Among them were daily talk shows like “The Daily Glow” that aspired to be like “The View” and weekly programs such as “Slice,” “The Hostess Next Door” and “Oh, Baby!”
Some of that production level, ironically, was meant to help LittleThings diversify off Facebook. It started distributing those live shows on OTT platforms like Amazon, Apple TV and Roku. The money would come from advertising sold by those distributors. But the scale of those audiences is still nascent, so the money wasn’t material, Tibbits said.
LittleThings also wasn’t quick enough to diversify its ad revenue.
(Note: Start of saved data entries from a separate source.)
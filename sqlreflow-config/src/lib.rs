//! Layered configuration for the sqlreflow parser and reflow engine.
//!
//! `defaults/sqlreflow.default.toml` is embedded into every binary so that the
//! documented defaults and runtime behavior stay in sync. Applications layer
//! user files and single-key overrides on top of those defaults via [`Loader`]
//! before deserializing into [`SqlreflowConfig`].

use config::builder::DefaultState;
use config::{Config, ConfigBuilder, File, FileFormat, ValueKind};
use serde::Deserialize;
use std::collections::BTreeMap;
use std::path::Path;

pub use config::ConfigError;

const DEFAULT_TOML: &str = include_str!("../defaults/sqlreflow.default.toml");

/// Top-level configuration consumed by the engine.
#[derive(Debug, Clone, Deserialize)]
pub struct SqlreflowConfig {
    pub parser: ParserSection,
    pub indentation: IndentationSection,
    pub layout: LayoutSection,
}

/// Knobs for the grammar-matching parser.
#[derive(Debug, Clone, Deserialize)]
pub struct ParserSection {
    pub dialect: String,
    pub max_parse_depth: usize,
}

/// Indentation settings shared by the grammar (conditional indents) and the
/// reindent pass.
#[derive(Debug, Clone, Deserialize)]
pub struct IndentationSection {
    pub indent_unit: String,
    pub tab_space_size: usize,
    pub hanging_indents: bool,
    pub skip_indentation_in: Vec<String>,
    pub indented_joins: bool,
    pub indented_ctes: bool,
    pub indented_using_on: bool,
    pub indented_on_contents: bool,
    pub indented_then: bool,
    pub allow_implicit_indents: bool,
}

/// Spacing and line break preferences, keyed by segment type name under
/// `[layout.type.<name>]`.
#[derive(Debug, Clone, Default, Deserialize)]
pub struct LayoutSection {
    #[serde(rename = "type", default)]
    pub types: BTreeMap<String, LayoutTypeSection>,
}

/// Layout for one segment type. Spacing values are `single`, `touch` or
/// `any`, optionally suffixed with `:inline`; line positions are `leading`
/// or `trailing`.
#[derive(Debug, Clone, Default, PartialEq, Eq, Deserialize)]
pub struct LayoutTypeSection {
    pub spacing_before: Option<String>,
    pub spacing_after: Option<String>,
    pub spacing_within: Option<String>,
    pub line_position: Option<String>,
}

/// Helper for layering user overrides over the built-in defaults.
#[derive(Debug, Clone)]
pub struct Loader {
    builder: ConfigBuilder<DefaultState>,
}

impl Loader {
    /// Start a loader seeded with the embedded defaults.
    pub fn new() -> Self {
        let builder = Config::builder().add_source(File::from_str(DEFAULT_TOML, FileFormat::Toml));
        Self { builder }
    }

    /// Layer a configuration file. Missing files trigger an error.
    pub fn with_file(mut self, path: impl AsRef<Path>) -> Self {
        let source = File::from(path.as_ref())
            .format(FileFormat::Toml)
            .required(true);
        self.builder = self.builder.add_source(source);
        self
    }

    /// Layer an optional configuration file (ignored if absent).
    pub fn with_optional_file(mut self, path: impl AsRef<Path>) -> Self {
        let source = File::from(path.as_ref())
            .format(FileFormat::Toml)
            .required(false);
        self.builder = self.builder.add_source(source);
        self
    }

    /// Layer raw TOML text, e.g. an inline config passed by a test or editor.
    pub fn with_toml_str(mut self, toml: &str) -> Self {
        self.builder = self
            .builder
            .add_source(File::from_str(toml, FileFormat::Toml));
        self
    }

    /// Apply a single key/value override such as `indentation.tab_space_size`.
    pub fn set_override<I>(mut self, key: &str, value: I) -> Result<Self, ConfigError>
    where
        I: Into<ValueKind>,
    {
        self.builder = self.builder.set_override(key, value)?;
        Ok(self)
    }

    pub fn build(self) -> Result<SqlreflowConfig, ConfigError> {
        self.builder.build()?.try_deserialize()
    }
}

impl Default for Loader {
    fn default() -> Self {
        Self::new()
    }
}

/// Convenience helper for callers that only need the defaults.
pub fn load_defaults() -> Result<SqlreflowConfig, ConfigError> {
    Loader::new().build()
}

#[cfg(test)]
mod tests {
    use super::*;

    #[test]
    fn loads_default_config() {
        let config = load_defaults().expect("defaults to deserialize");
        assert_eq!(config.parser.dialect, "ansi");
        assert_eq!(config.parser.max_parse_depth, 255);
        assert_eq!(config.indentation.indent_unit, "space");
        assert_eq!(config.indentation.tab_space_size, 4);
        assert!(config.indentation.skip_indentation_in.is_empty());
        assert!(!config.indentation.indented_joins);
        assert!(config.indentation.indented_then);

        let comma = &config.layout.types["comma"];
        assert_eq!(comma.spacing_before.as_deref(), Some("touch"));
        assert_eq!(comma.line_position.as_deref(), Some("trailing"));
        assert_eq!(comma.spacing_after, None);
    }

    #[test]
    fn layout_entries_merge_per_key() {
        let config = Loader::new()
            .with_toml_str(
                r#"
[layout.type.comma]
line_position = "leading"

[layout.type.keyword]
spacing_after = "any"
"#,
            )
            .build()
            .expect("config to build");
        let comma = &config.layout.types["comma"];
        assert_eq!(comma.line_position.as_deref(), Some("leading"));
        assert_eq!(comma.spacing_before.as_deref(), Some("touch"));
        assert_eq!(config.layout.types["keyword"].spacing_after.as_deref(), Some("any"));
    }

    #[test]
    fn supports_overrides() {
        let config = Loader::new()
            .set_override("indentation.tab_space_size", 2_i64)
            .expect("override to apply")
            .set_override("indentation.indent_unit", "tab")
            .expect("override to apply")
            .build()
            .expect("config to build");
        assert_eq!(config.indentation.tab_space_size, 2);
        assert_eq!(config.indentation.indent_unit, "tab");
    }

    #[test]
    fn layers_inline_toml() {
        let config = Loader::new()
            .with_toml_str(
                r#"
[indentation]
hanging_indents = true
skip_indentation_in = ["case_expression"]
"#,
            )
            .build()
            .expect("config to build");
        assert!(config.indentation.hanging_indents);
        assert_eq!(config.indentation.skip_indentation_in, vec!["case_expression"]);
        // Untouched keys keep their defaults
        assert_eq!(config.indentation.tab_space_size, 4);
    }

    #[test]
    fn missing_required_file_is_an_error() {
        let result = Loader::new()
            .with_file("/definitely/not/here/sqlreflow.toml")
            .build();
        assert!(result.is_err());
    }

    #[test]
    fn missing_optional_file_is_ignored() {
        let config = Loader::new()
            .with_optional_file("/definitely/not/here/sqlreflow.toml")
            .build()
            .expect("optional file to be skipped");
        assert_eq!(config.parser.dialect, "ansi");
    }
}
It started to sell direct and branded content to supplement its programmatic base, hiring 30 people, and got some praise from the market.
“I think the algorithm change is 100 percent the reason they are shutting down — they were a great partner, and we always saw success with their campaigns,” said Kerry Perse, U.S. director of social at OMD. Brian Rifkin, co-founder of digital video player company JW Player, which licensed its tech to LittleThings, said the site was good at testing posts for engagement and creating a clean environment on the site to better compete for video dollars. “They started to understand there’s so much revenue in video, it’s better to have a pared-down site,” he said.
But LittleThings faced a lot of competition from other, better-established lifestyle titles. “Their bigger challenge was just a lot a sameness in a product in a very competitive space,” said Steve Carbone, chief digital and investment officer at MediaCom North America. “I had a lot of heart for LittleThings, but the category they were in was fierce with more mature competition.” Last year, its non-programmatic business was just in the single digits as a percentage of total revenue, and then, when LittleThings’ audience declined this year, programmatic revenue fell along with it.
“Every day we’d be having meetings saying, ‘What was Facebook’s algorithm change today, and what can we do?’ It was always an issue,” said Jessica Rotkiewicz, who worked as a news and branded content producer at LittleThings until she was laid off last April. “At the end of the day, the company was relying on another party they couldn’t control.”